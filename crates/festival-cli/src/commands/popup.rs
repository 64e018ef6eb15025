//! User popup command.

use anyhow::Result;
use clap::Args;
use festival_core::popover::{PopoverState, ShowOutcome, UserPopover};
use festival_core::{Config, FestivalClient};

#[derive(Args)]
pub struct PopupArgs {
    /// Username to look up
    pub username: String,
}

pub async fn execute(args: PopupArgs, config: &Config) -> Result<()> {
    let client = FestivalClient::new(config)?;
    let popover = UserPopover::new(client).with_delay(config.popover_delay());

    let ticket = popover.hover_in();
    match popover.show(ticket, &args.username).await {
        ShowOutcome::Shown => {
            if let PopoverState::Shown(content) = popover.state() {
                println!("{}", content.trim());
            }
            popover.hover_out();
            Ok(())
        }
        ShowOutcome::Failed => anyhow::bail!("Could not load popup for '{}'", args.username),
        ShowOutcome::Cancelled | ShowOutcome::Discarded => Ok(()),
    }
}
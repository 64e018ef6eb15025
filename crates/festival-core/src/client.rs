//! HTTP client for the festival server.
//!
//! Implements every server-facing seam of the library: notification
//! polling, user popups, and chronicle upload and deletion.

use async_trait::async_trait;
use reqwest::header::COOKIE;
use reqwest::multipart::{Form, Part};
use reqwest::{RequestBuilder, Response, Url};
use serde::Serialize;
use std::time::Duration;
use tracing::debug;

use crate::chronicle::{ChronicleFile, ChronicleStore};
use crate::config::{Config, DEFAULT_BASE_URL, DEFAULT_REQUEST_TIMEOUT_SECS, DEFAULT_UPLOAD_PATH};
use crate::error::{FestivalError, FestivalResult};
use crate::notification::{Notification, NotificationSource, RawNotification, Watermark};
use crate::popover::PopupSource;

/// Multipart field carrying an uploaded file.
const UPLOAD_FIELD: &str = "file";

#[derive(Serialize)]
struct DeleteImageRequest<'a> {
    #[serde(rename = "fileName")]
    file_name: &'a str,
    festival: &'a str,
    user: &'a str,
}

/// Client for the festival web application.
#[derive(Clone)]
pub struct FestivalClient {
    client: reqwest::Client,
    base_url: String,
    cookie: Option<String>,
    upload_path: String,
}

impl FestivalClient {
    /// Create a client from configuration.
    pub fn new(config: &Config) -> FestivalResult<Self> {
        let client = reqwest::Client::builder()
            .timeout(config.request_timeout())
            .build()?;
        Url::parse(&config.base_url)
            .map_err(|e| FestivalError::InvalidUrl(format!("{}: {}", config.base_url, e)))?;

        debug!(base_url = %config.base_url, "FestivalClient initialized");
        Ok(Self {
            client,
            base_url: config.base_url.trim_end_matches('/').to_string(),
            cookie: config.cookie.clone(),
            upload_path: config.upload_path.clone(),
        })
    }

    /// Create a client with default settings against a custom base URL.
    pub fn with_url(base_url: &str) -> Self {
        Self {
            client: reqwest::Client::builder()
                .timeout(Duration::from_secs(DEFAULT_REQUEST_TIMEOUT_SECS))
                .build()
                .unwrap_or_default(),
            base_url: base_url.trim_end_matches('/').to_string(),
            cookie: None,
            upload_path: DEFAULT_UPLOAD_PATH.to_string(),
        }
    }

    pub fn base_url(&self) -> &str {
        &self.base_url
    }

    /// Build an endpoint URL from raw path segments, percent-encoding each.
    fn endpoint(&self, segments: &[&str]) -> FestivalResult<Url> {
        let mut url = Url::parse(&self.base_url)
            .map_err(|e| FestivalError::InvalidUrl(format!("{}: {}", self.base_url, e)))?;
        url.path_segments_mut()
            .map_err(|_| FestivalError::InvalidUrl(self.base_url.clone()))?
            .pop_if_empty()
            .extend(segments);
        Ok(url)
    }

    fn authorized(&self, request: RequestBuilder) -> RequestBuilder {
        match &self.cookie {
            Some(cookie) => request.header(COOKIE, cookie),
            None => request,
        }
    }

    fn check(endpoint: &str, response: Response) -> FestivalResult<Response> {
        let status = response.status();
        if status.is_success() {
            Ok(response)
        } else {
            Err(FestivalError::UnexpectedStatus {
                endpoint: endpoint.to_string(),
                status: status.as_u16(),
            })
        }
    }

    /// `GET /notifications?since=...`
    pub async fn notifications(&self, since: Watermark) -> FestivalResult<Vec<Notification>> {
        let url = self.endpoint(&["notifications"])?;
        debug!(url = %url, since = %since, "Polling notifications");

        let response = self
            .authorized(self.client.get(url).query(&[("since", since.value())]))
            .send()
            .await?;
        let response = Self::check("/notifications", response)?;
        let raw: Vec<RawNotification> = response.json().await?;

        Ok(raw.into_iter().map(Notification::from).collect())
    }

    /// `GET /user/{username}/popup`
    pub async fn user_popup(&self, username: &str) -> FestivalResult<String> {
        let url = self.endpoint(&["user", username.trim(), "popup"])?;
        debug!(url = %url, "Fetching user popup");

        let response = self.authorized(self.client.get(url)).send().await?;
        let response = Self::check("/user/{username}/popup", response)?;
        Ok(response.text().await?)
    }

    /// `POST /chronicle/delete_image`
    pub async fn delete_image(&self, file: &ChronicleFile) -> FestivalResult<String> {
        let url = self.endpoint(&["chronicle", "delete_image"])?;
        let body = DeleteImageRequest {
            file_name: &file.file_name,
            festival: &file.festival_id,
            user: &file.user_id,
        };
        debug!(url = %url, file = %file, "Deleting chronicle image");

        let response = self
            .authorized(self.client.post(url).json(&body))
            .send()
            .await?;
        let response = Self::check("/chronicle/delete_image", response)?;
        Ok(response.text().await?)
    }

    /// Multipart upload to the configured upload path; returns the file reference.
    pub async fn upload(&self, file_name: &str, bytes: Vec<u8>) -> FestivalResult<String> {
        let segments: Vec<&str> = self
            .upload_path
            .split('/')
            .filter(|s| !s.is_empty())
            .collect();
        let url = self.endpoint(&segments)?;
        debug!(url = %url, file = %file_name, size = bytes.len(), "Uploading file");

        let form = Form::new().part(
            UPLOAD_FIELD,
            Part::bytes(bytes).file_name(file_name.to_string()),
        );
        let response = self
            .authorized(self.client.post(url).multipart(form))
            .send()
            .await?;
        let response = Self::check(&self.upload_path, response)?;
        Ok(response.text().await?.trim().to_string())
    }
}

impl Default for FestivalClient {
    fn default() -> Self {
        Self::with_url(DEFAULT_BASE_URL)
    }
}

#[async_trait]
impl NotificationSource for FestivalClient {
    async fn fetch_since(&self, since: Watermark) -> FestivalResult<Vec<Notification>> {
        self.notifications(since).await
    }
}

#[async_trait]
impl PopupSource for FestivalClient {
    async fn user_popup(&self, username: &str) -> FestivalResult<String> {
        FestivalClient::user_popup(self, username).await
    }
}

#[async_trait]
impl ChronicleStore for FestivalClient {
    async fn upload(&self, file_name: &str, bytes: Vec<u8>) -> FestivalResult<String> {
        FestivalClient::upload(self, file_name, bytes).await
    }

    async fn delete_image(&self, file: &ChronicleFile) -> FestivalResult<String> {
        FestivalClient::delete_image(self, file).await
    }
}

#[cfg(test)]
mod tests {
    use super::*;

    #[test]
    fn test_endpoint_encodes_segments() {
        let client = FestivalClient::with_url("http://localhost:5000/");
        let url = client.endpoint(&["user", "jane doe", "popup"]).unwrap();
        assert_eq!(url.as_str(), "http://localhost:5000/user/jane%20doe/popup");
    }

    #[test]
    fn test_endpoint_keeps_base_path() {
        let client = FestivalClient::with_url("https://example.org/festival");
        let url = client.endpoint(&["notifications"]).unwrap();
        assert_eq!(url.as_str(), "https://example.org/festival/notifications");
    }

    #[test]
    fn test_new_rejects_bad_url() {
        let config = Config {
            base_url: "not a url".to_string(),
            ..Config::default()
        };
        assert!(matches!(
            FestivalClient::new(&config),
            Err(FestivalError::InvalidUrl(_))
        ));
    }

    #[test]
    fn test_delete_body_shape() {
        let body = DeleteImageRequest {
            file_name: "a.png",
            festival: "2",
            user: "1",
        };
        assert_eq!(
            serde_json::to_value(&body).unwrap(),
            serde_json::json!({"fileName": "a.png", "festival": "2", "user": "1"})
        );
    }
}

★ ★ ★ ★

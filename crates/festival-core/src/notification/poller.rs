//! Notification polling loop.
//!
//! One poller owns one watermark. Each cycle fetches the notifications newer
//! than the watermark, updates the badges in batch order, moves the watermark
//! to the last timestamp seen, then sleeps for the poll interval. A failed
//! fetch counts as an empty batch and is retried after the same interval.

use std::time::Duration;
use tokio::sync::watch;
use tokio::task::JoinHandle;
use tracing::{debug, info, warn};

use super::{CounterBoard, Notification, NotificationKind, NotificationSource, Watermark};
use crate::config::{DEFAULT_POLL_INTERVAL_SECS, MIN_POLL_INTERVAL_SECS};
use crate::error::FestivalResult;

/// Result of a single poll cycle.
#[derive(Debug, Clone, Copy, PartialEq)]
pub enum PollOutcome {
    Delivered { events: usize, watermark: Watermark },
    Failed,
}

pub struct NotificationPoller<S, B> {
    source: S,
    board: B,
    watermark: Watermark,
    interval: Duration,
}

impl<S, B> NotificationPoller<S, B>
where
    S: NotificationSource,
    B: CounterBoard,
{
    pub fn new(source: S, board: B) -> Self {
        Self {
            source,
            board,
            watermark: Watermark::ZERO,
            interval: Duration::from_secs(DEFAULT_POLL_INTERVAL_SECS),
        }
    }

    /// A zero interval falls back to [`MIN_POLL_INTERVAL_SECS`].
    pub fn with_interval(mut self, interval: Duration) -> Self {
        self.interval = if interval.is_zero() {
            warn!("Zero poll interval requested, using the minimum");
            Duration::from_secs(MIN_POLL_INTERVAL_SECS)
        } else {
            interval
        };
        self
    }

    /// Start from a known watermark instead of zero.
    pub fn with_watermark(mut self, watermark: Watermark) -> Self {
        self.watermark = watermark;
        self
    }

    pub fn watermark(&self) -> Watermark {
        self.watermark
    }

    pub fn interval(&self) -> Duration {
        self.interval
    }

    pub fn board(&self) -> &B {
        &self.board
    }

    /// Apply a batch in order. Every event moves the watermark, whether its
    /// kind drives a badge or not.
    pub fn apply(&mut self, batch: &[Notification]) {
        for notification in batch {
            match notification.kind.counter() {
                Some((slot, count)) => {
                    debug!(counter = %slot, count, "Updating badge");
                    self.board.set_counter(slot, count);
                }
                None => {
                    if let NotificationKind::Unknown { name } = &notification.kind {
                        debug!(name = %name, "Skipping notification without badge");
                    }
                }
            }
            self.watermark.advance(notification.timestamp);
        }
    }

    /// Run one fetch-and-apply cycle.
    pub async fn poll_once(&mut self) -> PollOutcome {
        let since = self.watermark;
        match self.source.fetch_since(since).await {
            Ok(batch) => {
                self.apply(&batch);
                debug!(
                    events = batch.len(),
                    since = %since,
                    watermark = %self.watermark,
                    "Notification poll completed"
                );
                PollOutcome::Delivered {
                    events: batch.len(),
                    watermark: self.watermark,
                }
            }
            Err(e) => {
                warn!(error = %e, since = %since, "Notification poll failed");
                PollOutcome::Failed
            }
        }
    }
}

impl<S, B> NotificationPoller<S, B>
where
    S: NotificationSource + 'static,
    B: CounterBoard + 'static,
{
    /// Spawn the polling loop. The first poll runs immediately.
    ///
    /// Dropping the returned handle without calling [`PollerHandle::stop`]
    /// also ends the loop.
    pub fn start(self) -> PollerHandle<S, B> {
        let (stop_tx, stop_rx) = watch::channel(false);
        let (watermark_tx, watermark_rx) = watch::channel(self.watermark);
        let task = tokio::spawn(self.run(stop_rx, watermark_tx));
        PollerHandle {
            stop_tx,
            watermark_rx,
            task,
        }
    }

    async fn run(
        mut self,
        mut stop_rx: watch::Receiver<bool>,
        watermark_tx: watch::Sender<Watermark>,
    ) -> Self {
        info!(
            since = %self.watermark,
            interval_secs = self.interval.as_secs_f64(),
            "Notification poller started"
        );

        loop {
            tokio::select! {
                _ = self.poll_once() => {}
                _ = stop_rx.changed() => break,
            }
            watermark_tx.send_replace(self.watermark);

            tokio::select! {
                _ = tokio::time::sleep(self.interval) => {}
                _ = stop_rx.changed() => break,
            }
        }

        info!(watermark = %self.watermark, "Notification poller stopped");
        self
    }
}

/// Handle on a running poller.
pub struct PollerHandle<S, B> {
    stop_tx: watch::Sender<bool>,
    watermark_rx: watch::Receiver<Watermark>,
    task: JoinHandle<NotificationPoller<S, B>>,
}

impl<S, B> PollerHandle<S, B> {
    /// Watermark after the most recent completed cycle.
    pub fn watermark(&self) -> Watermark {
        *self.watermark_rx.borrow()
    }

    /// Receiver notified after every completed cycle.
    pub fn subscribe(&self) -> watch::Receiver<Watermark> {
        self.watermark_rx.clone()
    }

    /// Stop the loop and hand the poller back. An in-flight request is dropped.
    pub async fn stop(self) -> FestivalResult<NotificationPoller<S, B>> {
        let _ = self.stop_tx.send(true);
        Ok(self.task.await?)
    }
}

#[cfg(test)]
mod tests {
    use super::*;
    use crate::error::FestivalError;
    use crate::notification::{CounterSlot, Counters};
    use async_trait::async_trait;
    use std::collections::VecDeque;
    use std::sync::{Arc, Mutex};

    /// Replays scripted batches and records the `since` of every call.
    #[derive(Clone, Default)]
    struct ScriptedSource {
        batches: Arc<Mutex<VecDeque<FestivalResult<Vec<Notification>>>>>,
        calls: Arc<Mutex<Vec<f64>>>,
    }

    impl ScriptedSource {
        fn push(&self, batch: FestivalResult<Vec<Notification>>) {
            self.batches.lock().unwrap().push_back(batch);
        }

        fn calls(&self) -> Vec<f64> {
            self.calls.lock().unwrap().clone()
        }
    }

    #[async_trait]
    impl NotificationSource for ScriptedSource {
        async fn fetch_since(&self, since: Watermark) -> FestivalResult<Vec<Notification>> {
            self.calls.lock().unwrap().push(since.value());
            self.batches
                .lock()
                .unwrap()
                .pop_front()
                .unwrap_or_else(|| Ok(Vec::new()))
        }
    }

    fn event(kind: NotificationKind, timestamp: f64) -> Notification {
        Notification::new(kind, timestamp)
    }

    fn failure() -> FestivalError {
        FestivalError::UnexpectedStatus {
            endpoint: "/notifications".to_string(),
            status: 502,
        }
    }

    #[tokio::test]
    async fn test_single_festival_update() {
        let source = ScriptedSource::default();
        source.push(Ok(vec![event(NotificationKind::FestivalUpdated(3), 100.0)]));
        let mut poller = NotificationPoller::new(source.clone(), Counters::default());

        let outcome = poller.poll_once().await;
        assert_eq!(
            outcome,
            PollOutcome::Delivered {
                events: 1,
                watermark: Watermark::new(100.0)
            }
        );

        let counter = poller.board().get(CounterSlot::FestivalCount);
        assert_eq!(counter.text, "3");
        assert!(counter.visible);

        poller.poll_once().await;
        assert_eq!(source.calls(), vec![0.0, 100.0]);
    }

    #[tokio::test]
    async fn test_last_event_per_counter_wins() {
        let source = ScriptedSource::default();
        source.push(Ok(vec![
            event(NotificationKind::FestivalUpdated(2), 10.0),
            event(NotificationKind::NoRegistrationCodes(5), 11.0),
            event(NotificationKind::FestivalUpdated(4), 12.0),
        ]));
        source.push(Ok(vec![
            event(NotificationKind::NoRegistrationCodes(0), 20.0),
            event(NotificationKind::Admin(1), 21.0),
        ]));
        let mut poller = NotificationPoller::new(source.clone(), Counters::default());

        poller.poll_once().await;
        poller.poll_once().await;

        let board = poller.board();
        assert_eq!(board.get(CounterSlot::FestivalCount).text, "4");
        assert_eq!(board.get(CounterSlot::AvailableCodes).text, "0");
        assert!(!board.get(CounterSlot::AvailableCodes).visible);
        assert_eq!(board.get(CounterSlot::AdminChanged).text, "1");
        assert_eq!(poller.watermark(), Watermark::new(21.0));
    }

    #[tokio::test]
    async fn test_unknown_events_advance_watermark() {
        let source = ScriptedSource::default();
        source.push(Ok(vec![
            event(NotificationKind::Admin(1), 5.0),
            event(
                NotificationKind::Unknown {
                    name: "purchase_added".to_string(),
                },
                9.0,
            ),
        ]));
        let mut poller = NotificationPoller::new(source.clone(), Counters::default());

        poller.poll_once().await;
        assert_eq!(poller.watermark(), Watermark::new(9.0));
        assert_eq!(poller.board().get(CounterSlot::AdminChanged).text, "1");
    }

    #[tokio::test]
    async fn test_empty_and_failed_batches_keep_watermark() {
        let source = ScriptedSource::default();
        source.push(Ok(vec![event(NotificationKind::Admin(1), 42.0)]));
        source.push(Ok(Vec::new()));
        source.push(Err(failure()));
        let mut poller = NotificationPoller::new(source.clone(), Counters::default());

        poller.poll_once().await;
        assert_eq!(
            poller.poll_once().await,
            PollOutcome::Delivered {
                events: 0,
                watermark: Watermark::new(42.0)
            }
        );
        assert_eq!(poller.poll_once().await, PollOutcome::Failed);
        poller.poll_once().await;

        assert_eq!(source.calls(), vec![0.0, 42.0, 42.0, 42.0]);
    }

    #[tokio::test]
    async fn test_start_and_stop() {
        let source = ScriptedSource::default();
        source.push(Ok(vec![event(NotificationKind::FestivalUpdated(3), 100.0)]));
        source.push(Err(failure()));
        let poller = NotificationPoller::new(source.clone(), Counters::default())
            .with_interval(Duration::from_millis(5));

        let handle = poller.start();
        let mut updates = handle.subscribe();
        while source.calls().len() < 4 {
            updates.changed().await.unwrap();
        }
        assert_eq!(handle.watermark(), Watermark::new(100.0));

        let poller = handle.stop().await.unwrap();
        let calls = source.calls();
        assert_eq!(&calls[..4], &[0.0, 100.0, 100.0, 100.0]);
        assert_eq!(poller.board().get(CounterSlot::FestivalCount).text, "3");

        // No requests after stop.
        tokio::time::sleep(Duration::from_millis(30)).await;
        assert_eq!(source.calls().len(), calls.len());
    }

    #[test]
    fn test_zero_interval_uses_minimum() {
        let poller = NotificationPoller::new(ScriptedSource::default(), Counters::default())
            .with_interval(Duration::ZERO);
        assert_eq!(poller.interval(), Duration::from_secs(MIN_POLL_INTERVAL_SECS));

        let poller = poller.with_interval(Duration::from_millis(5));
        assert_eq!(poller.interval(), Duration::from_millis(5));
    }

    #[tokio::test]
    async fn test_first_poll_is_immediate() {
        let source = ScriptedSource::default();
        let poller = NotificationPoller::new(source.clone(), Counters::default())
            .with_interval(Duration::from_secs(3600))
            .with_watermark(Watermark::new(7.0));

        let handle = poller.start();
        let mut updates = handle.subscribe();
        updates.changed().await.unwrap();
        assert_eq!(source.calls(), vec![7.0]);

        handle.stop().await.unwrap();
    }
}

★ ★ ★ ★

* **Problem statement**:
Starting at the line that has "filename crates/festival-cli/src/commands/popup.rs" and ending at the line that has "use reqwest::header::COOKIE;", please write out the lines above exactly, leaving out all others.

* **The completed task**:
filename crates/festival-cli/src/commands/popup.rs
repository 64e018ef6eb15025
//! User popup command.

use anyhow::Result;
use clap::Args;
use festival_core::popover::{PopoverState, ShowOutcome, UserPopover};
use festival_core::{Config, FestivalClient};

#[derive(Args)]
pub struct PopupArgs {
    /// Username to look up
    pub username: String,
}

pub async fn execute(args: PopupArgs, config: &Config) -> Result<()> {
    let client = FestivalClient::new(config)?;
    let popover = UserPopover::new(client).with_delay(config.popover_delay());

    let ticket = popover.hover_in();
    match popover.show(ticket, &args.username).await {
        ShowOutcome::Shown => {
            if let PopoverState::Shown(content) = popover.state() {
                println!("{}", content.trim());
            }
            popover.hover_out();
            Ok(())
        }
        ShowOutcome::Failed => anyhow::bail!("Could not load popup for '{}'", args.username),
        ShowOutcome::Cancelled | ShowOutcome::Discarded => Ok(()),
    }
}
repository 64e018ef6eb15025
filename crates/festival-core/src/client.rs
//! HTTP client for the festival server.
//!
//! Implements every server-facing seam of the library: notification
//! polling, user popups, and chronicle upload and deletion.

use async_trait::async_trait;
use reqwest::header::COOKIE;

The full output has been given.